WHAT YOU SHOULD DO ▸
Taking each line of the material in turn, count those with the string "DistributedVector" and answer with the count alone.

MATERIAL SUPPLIED ▸
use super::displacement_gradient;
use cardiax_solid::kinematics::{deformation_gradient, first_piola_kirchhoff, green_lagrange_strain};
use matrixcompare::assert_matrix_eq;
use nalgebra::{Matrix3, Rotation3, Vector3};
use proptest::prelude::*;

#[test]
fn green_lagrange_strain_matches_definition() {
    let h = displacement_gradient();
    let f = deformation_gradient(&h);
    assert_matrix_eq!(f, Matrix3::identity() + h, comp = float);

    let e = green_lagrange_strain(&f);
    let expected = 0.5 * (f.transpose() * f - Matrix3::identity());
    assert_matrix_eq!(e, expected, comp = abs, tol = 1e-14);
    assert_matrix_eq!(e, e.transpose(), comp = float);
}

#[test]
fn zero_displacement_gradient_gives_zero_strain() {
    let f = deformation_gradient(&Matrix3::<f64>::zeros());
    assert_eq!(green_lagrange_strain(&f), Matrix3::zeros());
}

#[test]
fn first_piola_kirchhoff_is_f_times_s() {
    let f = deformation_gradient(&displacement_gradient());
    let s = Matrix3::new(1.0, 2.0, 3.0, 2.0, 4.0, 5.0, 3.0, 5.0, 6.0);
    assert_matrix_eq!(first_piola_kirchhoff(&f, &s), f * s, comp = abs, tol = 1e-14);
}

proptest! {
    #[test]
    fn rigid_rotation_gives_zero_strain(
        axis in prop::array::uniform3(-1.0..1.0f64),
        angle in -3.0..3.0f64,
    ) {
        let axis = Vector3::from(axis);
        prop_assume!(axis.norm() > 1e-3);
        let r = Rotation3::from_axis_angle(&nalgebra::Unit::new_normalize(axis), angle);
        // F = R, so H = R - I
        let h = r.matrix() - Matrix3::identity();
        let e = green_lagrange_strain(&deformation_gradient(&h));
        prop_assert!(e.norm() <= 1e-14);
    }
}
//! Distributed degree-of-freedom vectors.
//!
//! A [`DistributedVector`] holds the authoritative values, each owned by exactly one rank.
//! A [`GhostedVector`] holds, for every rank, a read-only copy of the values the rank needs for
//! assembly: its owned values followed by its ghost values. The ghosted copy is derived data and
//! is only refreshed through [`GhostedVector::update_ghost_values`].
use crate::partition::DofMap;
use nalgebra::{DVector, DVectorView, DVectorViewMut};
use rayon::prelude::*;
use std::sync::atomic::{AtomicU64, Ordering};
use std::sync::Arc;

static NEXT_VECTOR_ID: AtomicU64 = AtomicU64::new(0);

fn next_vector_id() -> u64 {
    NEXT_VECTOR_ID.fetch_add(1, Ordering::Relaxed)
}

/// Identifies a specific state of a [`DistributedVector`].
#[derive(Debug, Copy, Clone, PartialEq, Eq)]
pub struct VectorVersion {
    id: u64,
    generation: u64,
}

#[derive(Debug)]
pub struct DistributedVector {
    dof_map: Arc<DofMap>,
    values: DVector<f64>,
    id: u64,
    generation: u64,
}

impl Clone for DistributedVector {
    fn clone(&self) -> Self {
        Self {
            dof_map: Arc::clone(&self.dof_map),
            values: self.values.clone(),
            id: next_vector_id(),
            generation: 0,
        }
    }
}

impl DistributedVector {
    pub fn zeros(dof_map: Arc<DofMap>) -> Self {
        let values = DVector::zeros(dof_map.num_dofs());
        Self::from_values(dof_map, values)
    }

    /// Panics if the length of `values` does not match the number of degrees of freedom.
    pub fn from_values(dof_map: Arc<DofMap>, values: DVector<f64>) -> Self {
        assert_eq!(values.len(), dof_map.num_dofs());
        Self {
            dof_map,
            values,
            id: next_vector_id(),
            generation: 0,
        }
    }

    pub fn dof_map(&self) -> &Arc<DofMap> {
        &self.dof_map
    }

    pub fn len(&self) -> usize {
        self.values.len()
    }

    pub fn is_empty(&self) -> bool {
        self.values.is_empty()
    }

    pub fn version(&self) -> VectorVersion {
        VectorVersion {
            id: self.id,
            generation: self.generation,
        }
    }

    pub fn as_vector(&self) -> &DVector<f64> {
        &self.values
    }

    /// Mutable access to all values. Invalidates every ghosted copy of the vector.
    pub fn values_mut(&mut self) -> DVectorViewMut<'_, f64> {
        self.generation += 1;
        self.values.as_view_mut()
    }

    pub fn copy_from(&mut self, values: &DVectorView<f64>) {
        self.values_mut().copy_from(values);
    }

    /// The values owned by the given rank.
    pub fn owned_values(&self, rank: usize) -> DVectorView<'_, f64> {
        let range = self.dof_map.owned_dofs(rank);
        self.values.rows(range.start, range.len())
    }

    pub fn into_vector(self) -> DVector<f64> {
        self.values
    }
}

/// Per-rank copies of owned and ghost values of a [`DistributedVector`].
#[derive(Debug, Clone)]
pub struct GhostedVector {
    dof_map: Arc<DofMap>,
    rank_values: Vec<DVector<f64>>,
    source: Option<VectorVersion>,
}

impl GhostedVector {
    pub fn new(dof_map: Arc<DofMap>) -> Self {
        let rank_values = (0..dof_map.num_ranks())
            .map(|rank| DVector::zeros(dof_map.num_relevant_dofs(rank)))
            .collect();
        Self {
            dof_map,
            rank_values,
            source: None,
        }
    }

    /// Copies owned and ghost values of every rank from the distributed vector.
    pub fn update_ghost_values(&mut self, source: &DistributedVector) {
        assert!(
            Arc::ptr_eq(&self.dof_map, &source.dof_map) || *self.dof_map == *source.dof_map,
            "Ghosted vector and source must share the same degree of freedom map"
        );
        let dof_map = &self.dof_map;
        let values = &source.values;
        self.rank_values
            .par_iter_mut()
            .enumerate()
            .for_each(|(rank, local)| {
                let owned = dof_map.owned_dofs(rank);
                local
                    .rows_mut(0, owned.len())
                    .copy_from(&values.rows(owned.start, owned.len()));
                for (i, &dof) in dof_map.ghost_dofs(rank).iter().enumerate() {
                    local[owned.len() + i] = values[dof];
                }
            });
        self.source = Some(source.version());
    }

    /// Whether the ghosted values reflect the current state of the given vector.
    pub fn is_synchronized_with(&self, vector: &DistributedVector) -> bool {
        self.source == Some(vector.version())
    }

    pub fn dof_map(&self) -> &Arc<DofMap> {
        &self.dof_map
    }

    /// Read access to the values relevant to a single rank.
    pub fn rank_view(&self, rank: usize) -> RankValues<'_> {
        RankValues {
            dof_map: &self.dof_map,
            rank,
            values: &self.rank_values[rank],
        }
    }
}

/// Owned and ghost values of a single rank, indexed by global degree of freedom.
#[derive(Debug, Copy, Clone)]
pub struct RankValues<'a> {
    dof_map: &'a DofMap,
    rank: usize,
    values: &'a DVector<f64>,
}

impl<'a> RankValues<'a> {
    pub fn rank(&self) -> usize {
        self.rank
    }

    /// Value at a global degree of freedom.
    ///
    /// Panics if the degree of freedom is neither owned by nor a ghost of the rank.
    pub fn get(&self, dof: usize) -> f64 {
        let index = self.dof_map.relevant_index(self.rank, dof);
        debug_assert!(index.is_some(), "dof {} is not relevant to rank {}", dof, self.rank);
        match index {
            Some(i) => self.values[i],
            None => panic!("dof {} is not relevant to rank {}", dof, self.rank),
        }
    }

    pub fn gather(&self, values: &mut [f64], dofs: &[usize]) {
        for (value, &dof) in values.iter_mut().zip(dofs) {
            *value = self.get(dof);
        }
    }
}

WORKED SOLUTION ▸
8